ASHRAE GPC 37 committee is developing guidelines to provide minimum requirements for safe and effective implementation of upper-room UV-C254 systems for air disinfection. The guidelines describe best practices for assessing need, in context of other airborne infection control measures, understanding what is necessary for commissioning, design, installation and maintenance and operation. In this article, highlights of guidelines for training application personnel are presented to provide UR UV-C254 solutions that are sustainable, effective and safe. The authors anticipate that these guidelines will be released in 2023.

Upper-Room UV-C254 Systems as a strategy for air disinfection

Upper-room (UR) UV-C254 systems are composed of two major components: 1) a UV-C254 which emits high UV-C254 irradiance in the upper room and safe levels of UV-C254 in the occupied space; 2) a means to move air from the occupied space to the upper room (irradiated zone) and back again to the occupied space.
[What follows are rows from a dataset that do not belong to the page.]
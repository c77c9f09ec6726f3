use serde::{Deserialize, Serialize};
use std::collections::HashMap;

/// Triage pipeline configuration.
///
/// Every tunable lives here with its default enumerated in one place.
/// Keyword table entries are regular expressions matched case-insensitively
/// against subject and snippet text, so plain words work as-is and more
/// specific patterns (`"1:1"`, `r"q[1-4] planning"`) are available when
/// needed.
#[derive(Debug, Clone, Serialize, Deserialize)]
#[serde(default, deny_unknown_fields)]
pub struct TriageConfig {
    /// Tier-1 window in hours: anything older is never considered.
    pub window_hours: i64,
    /// Tier-3 sub-window in hours: the "recent" signal condition.
    pub recency_hours: i64,
    /// Minimum number of satisfied signal conditions to pass tier 3.
    pub min_conditions: usize,
    /// Per-sender weight table, keyed by lowercased address.
    pub sender_weights: HashMap<String, f32>,
    /// Weight at or above which a sender counts as trusted.
    pub sender_weight_threshold: f32,
    /// Tier-3 subject/snippet keyword table.
    pub signal_keywords: Vec<String>,
    /// Meeting-title keywords (classifier: work context).
    pub meeting_keywords: Vec<String>,
    /// Work-domain keywords (classifier: standalone work).
    pub work_keywords: Vec<String>,
    /// Life-signal keywords: deliveries, medical, utilities.
    pub life_keywords: Vec<String>,
    /// Finance keywords: invoices, statements, bills.
    pub finance_keywords: Vec<String>,
    /// Hosts whose links mark an email as carrying a video-meeting link.
    /// Subdomains match ("us02web.zoom.us" is covered by "zoom.us").
    pub video_link_domains: Vec<String>,
    /// Snippet length cap, in characters. No more body text than this is
    /// ever retained.
    pub snippet_max_chars: usize,
    /// Days after which a thread mute lapses. Unset means a mute only ever
    /// ends by explicit unmute.
    pub mute_expiry_days: Option<u32>,
}

impl Default for TriageConfig {
    fn default() -> Self {
        TriageConfig {
            window_hours: 72,
            recency_hours: 24,
            min_conditions: 2,
            sender_weights: HashMap::new(),
            sender_weight_threshold: 1.0,
            signal_keywords: vec![
                "deadline".to_string(),
                "urgent".to_string(),
                "action required".to_string(),
                "reminder".to_string(),
                "confirm".to_string(),
                "invoice".to_string(),
                "payment".to_string(),
                "appointment".to_string(),
                "prescription".to_string(),
                "delivery".to_string(),
                "delivered".to_string(),
                "shipped".to_string(),
                "meeting".to_string(),
                "schedule".to_string(),
                "approval".to_string(),
            ],
            meeting_keywords: vec![
                "sync".to_string(),
                "standup".to_string(),
                "stand-up".to_string(),
                "1:1".to_string(),
                "planning".to_string(),
                "retro".to_string(),
                "kickoff".to_string(),
                "catch-up".to_string(),
                "check-in".to_string(),
            ],
            work_keywords: vec![
                "project".to_string(),
                "sprint".to_string(),
                "deploy".to_string(),
                "client".to_string(),
                "contract".to_string(),
                "quarterly".to_string(),
                "report".to_string(),
                "deadline".to_string(),
                "approval".to_string(),
                "review".to_string(),
            ],
            life_keywords: vec![
                "package".to_string(),
                "delivery".to_string(),
                "delivered".to_string(),
                "shipped".to_string(),
                "appointment".to_string(),
                "prescription".to_string(),
                "pharmacy".to_string(),
                "doctor".to_string(),
                "dentist".to_string(),
                "utility".to_string(),
                "electricity".to_string(),
                "lease".to_string(),
            ],
            finance_keywords: vec![
                "invoice".to_string(),
                "payment".to_string(),
                "receipt".to_string(),
                "statement".to_string(),
                "balance".to_string(),
                "transfer".to_string(),
                "bill".to_string(),
                "past due".to_string(),
                "tax".to_string(),
            ],
            video_link_domains: vec![
                "zoom.us".to_string(),
                "meet.google.com".to_string(),
                "teams.microsoft.com".to_string(),
                "webex.com".to_string(),
                "whereby.com".to_string(),
            ],
            snippet_max_chars: 160,
            mute_expiry_days: None,
        }
    }
}

impl TriageConfig {
    pub fn from_file(path: &str) -> anyhow::Result<Self> {
        let content = std::fs::read_to_string(path)?;
        let config: TriageConfig = serde_yaml::from_str(&content)?;
        Ok(config)
    }

    pub fn to_file(&self, path: &str) -> anyhow::Result<()> {
        let content = serde_yaml::to_string(self)?;
        std::fs::write(path, content)?;
        Ok(())
    }
}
It may take several passes of air through the upper room before the airborne microbes receive sufficient UV-C254 dose to inactivate them. These systems generally are used to augment existing heating, ventilating and air-conditioning (HVAC) systems. UR UV-C254 systems help reduce the concentration of infectious airborne microbes when there is no HVAC system or when the HVAC system does not provide sufficient dilution or recirculates 100% of exhausted air in the building. In some cases, the HVAC system fans and appropriate diffusers may be the source for movement of air. In other cases, mixing fans or other means to move the air in the space must be added.
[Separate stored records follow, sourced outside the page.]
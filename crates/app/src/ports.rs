//! Port definitions — traits that the hub and its producers meet at.
//!
//! Ports are the boundaries between the application core and the outside world.
//! They are defined here (in `app`) so that both the use-case layer and the
//! adapter layer can depend on them without creating circular dependencies.

pub mod publisher;

pub use publisher::MessagePublisher;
Ventilation often is described in terms of air exchange rates (air changers per hour, ACH) or volumetric airflow rates (cfm or m3/h). Note that ACH should be based on the clean air delivered to the room. For example, if the airflow rate into a 1,000 ft3 (28 m3) room is 200 cfm (340 m3/h) and the system is 70% recirculating (30% fresh air), the Clean Air Delivery Rate (CADR) to the room is 60 cfm (100 m3/h) and the ACH is 3.6 ACH (60 cfm * 60 min/h/1000 ft3). When dealing with UV-C and microorganisms, the terms equivalent ACH (eACH) or equivalent CADR (eCADR) are used. In other words, it would take the same amount of ventilation with outside air to give the equivalent or same ACH and CADR provided by the inactivation of microbes due to the UR UV-C254 system. Note that the eACH and eCADR is microbe specific due to the varied susceptibility to UV-C254.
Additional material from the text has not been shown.